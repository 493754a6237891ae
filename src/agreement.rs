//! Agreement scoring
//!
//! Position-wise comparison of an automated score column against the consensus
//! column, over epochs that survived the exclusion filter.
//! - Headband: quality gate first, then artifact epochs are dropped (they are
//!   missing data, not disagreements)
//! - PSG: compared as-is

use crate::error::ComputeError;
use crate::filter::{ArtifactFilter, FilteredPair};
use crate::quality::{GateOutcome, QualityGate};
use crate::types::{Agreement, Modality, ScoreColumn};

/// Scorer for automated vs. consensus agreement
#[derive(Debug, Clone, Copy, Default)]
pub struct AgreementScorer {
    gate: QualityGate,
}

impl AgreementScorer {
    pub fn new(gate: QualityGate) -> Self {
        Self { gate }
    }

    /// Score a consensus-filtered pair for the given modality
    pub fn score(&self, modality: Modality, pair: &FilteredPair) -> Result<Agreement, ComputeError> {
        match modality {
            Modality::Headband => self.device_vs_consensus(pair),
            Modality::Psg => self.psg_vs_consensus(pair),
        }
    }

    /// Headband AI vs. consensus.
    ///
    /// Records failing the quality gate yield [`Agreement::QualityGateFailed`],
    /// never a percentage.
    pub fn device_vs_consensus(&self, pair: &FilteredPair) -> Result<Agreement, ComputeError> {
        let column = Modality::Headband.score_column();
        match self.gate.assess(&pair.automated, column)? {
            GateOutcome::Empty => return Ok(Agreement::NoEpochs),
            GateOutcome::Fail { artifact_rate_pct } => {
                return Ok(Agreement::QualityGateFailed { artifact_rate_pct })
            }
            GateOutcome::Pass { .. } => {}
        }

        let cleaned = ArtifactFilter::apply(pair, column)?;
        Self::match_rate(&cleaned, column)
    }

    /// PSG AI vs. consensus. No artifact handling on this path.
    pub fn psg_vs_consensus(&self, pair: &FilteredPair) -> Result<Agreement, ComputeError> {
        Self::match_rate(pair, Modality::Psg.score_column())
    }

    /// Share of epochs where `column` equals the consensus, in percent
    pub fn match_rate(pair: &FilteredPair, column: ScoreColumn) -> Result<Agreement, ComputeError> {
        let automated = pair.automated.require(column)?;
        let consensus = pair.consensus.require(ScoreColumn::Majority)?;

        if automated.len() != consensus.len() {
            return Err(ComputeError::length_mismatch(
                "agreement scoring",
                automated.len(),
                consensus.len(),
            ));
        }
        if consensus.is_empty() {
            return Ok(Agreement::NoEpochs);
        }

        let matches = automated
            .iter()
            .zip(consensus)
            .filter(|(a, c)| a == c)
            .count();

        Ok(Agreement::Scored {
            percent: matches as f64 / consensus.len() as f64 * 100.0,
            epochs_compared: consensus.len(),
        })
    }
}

GOAL OF THE EXERCISE. The answer should contain only the lines from the first line of the entries through the line holding "vs. consensus agreement", each exactly as written.

SOLUTION BELOW.
repository 493754a6237891ae
filename src/agreement.rs
//! Agreement scoring
//!
//! Position-wise comparison of an automated score column against the consensus
//! column, over epochs that survived the exclusion filter.
//! - Headband: quality gate first, then artifact epochs are dropped (they are
//!   missing data, not disagreements)
//! - PSG: compared as-is

use crate::error::ComputeError;
use crate::filter::{ArtifactFilter, FilteredPair};
use crate::quality::{GateOutcome, QualityGate};
use crate::types::{Agreement, Modality, ScoreColumn};

/// Scorer for automated vs. consensus agreement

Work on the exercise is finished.